Data was entered and analyzed using the Statistical Package for the Social Sciences version 20 (SPSS, 20) software. Descriptive statistics were performed with frequency and percentage for the categorical variables, and a mean and standard deviation (SD) for the continuous variables. Analytic statistics was done using a Chi-square test to assess differences between categorical variables. The means were compared using an independent student t-test and ANOVA. Statistical significance was set at 0.05 or less.

Scoring

Knowledge score

The participants' knowledge score regarding child abuse and neglect was obtained by eight questions, including the definition, types, reporting procedures, risk factors, and future consequences of child maltreatment.

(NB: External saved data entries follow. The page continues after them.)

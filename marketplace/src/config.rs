// marketplace/src/config.rs

use crate::errors::{AppError, Result};
use chrono::Duration;
use dotenvy::dotenv;
use std::env;
use std::str::FromStr;

#[derive(Debug, Clone, Copy, PartialEq, Eq)]
pub enum LogFormat {
  Text,
  Json,
}

/// Fee schedule in basis points (600 = 6%) plus the once-per-order flat fee.
#[derive(Debug, Clone, Copy, PartialEq, Eq)]
pub struct FeeSchedule {
  pub buyer_fee_bps: i64,
  pub vendor_fee_bps: i64,
  pub flat_fee_cents: i64,
}

impl Default for FeeSchedule {
  fn default() -> Self {
    Self {
      buyer_fee_bps: 600,
      vendor_fee_bps: 400,
      flat_fee_cents: 50,
    }
  }
}

#[derive(Debug, Clone)]
pub struct AppConfig {
  pub server_host: String,
  pub server_port: u16,
  pub app_base_url: String,
  /// Unset runs the in-memory store.
  pub database_url: Option<String>,

  /// Unset runs the mock gateway.
  pub stripe_secret_key: Option<String>,
  pub stripe_webhook_secret: String,
  pub stripe_api_base: String,
  pub webhook_tolerance_seconds: i64,

  pub fees: FeeSchedule,
  pub minimum_order_cents: i64,
  pub currency: String,

  pub pending_order_timeout_minutes: i64,
  pub duplicate_order_window_minutes: i64,
  pub pickup_confirmation_window_seconds: i64,

  pub log_format: LogFormat,
}

impl Default for AppConfig {
  fn default() -> Self {
    Self {
      server_host: "127.0.0.1".to_string(),
      server_port: 8080,
      app_base_url: "http://127.0.0.1:8080".to_string(),
      database_url: None,
      stripe_secret_key: None,
      stripe_webhook_secret: "whsec_local".to_string(),
      stripe_api_base: "https://api.stripe.com".to_string(),
      webhook_tolerance_seconds: 300,
      fees: FeeSchedule::default(),
      minimum_order_cents: 1000,
      currency: "usd".to_string(),
      pending_order_timeout_minutes: 10,
      duplicate_order_window_minutes: 10,
      pickup_confirmation_window_seconds: 30,
      log_format: LogFormat::Text,
    }
  }
}

fn optional_env(var_name: &str) -> Option<String> {
  env::var(var_name).ok().filter(|v| !v.trim().is_empty())
}

fn parsed_env<T>(var_name: &str, default: T) -> Result<T>
where
  T: FromStr,
  T::Err: std::fmt::Display,
{
  match optional_env(var_name) {
    Some(raw) => raw
      .trim()
      .parse::<T>()
      .map_err(|e| AppError::Config(format!("Invalid {} value '{}': {}", var_name, raw, e))),
    None => Ok(default),
  }
}

impl AppConfig {
  pub fn from_env() -> Result<Self> {
    dotenv().ok();
    let defaults = Self::default();

    let server_host = optional_env("SERVER_HOST").unwrap_or(defaults.server_host);
    let server_port = parsed_env("SERVER_PORT", defaults.server_port)?;
    let app_base_url =
      optional_env("APP_BASE_URL").unwrap_or_else(|| format!("http://{}:{}", server_host, server_port));
    let database_url = optional_env("DATABASE_URL");

    let stripe_secret_key = optional_env("STRIPE_SECRET_KEY");
    let stripe_webhook_secret = match (optional_env("STRIPE_WEBHOOK_SECRET"), &stripe_secret_key) {
      (Some(secret), _) => secret,
      (None, None) => defaults.stripe_webhook_secret,
      (None, Some(_)) => {
        return Err(AppError::Config(
          "STRIPE_WEBHOOK_SECRET must be set when STRIPE_SECRET_KEY is set".to_string(),
        ))
      }
    };
    let stripe_api_base = optional_env("STRIPE_API_BASE")
      .unwrap_or(defaults.stripe_api_base)
      .trim_end_matches('/')
      .to_string();
    let webhook_tolerance_seconds = parsed_env("WEBHOOK_TOLERANCE_SECONDS", defaults.webhook_tolerance_seconds)?;

    let fees = FeeSchedule {
      buyer_fee_bps: parsed_env("BUYER_FEE_BPS", defaults.fees.buyer_fee_bps)?,
      vendor_fee_bps: parsed_env("VENDOR_FEE_BPS", defaults.fees.vendor_fee_bps)?,
      flat_fee_cents: parsed_env("FLAT_FEE_CENTS", defaults.fees.flat_fee_cents)?,
    };
    if fees.buyer_fee_bps < 0 || fees.vendor_fee_bps < 0 || fees.flat_fee_cents < 0 {
      return Err(AppError::Config("Fee settings must not be negative".to_string()));
    }
    let minimum_order_cents = parsed_env("MINIMUM_ORDER_CENTS", defaults.minimum_order_cents)?;
    let currency = optional_env("CURRENCY").unwrap_or(defaults.currency).to_lowercase();

    let pending_order_timeout_minutes =
      parsed_env("PENDING_ORDER_TIMEOUT_MINUTES", defaults.pending_order_timeout_minutes)?;
    let duplicate_order_window_minutes =
      parsed_env("DUPLICATE_ORDER_WINDOW_MINUTES", defaults.duplicate_order_window_minutes)?;
    let pickup_confirmation_window_seconds = parsed_env(
      "PICKUP_CONFIRMATION_WINDOW_SECONDS",
      defaults.pickup_confirmation_window_seconds,
    )?;

    let log_format = match optional_env("LOG_FORMAT").as_deref() {
      None | Some("text") => LogFormat::Text,
      Some("json") => LogFormat::Json,
      Some(other) => return Err(AppError::Config(format!("Invalid LOG_FORMAT value '{}'", other))),
    };

    tracing::info!(
      in_memory_store = database_url.is_none(),
      mock_gateway = stripe_secret_key.is_none(),
      "Application configuration loaded successfully."
    );

    Ok(Self {
      server_host,
      server_port,
      app_base_url,
      database_url,
      stripe_secret_key,
      stripe_webhook_secret,
      stripe_api_base,
      webhook_tolerance_seconds,
      fees,
      minimum_order_cents,
      currency,
      pending_order_timeout_minutes,
      duplicate_order_window_minutes,
      pickup_confirmation_window_seconds,
      log_format,
    })
  }

  pub fn pending_order_timeout(&self) -> Duration {
    Duration::minutes(self.pending_order_timeout_minutes)
  }

  pub fn duplicate_order_window(&self) -> Duration {
    Duration::minutes(self.duplicate_order_window_minutes)
  }

  pub fn pickup_confirmation_window(&self) -> Duration {
    Duration::seconds(self.pickup_confirmation_window_seconds)
  }

  pub fn webhook_tolerance(&self) -> Duration {
    Duration::seconds(self.webhook_tolerance_seconds)
  }
}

Each item was given 1 point for a correct response with a maximum of 16. The level of knowledge was divided into three categories:

Poor knowledge (Total: 0–5 points).Moderate Knowledge (Total: 6–10 points).Excellent Knowledge (Total: 11–16 points).

Attitude score

The attitude score related to child abuse and neglect was measured with 8 multiple-choice questions using a Likert scale (strongly disagree, disagree, neutral, agree, and strongly agree).

Each question accrued 5 points based on the response, with 5 points for the correct response and 1 point for the least correct response, with a maximum of 40. The attitude score was divided into three categories:

Poor attitude (Total: 8–18 points).Moderate attitude (Total: 19–29 points).Excellent attitude (Total: 30–40 points).

This study was conducted after obtaining approval from the Institutional Research Board of King Abdullah International Medical Research Center (KAIMRC), with the study number of RC19/022/R. No identifiers were collected from the participants. All data were confidential for research purpose only and kept in a secure place within the National Guard premises, both hard and soft copies. An informed consent form was obtained from each participant before completing the questionnaire (Date of IRB approval: 25-02-2019).

  Results Top

Demographics

In total, 387 questionnaires were distributed to the target population, and 308 responded, resulting in a response rate of (79.5%). The age of the sample ranged from 21 to 63 years, with a mean of 37.8 ± 9.9 years. Almost half (48.7%) were Saudi nationals. The majority of the sample (76%) were female, 73.7% were married, and more than half (58.8%) had two children or less. The majority of the sample were nurses (53.3%), followed by physicians (28.2%) and residents (18.5%). The physicians included staff physicians, assistant/associate consultants, and consultants. The demographic information related to the sample is listed in [Table 1].

Attitude

The overall attitude score was excellent in 190 participants (64.2%), moderate in 105 (35.5%), and poor in 1 (0.3%). The majority (55.9%) agreed that child abuse is a major issue in Saudi Arabia; however, 30.2% agreed that the present supportive services to manage child abuse and neglect are adequate. Two-thirds of the participants (67.2%) agreed that child abuse is underreported in Saudi Arabia. The majority (70.4%) agreed that reporting child abuse should not be limited to life-threatening injuries. Regarding reporting suspected cases of child abuse, 93.5% believed that it should be mandatory. In addition, 89% agreed that child abuse and neglect could be prevented. The attitude of the sample to child maltreatment is summarized in [Table 2].

Practice

More than half of the sample (53.7%) indicated that they have managed suspected cases of child abuse in their practice. It is noteworthy that the majority (89.9%) were willing to report any suspected case of child maltreatment they may encounter.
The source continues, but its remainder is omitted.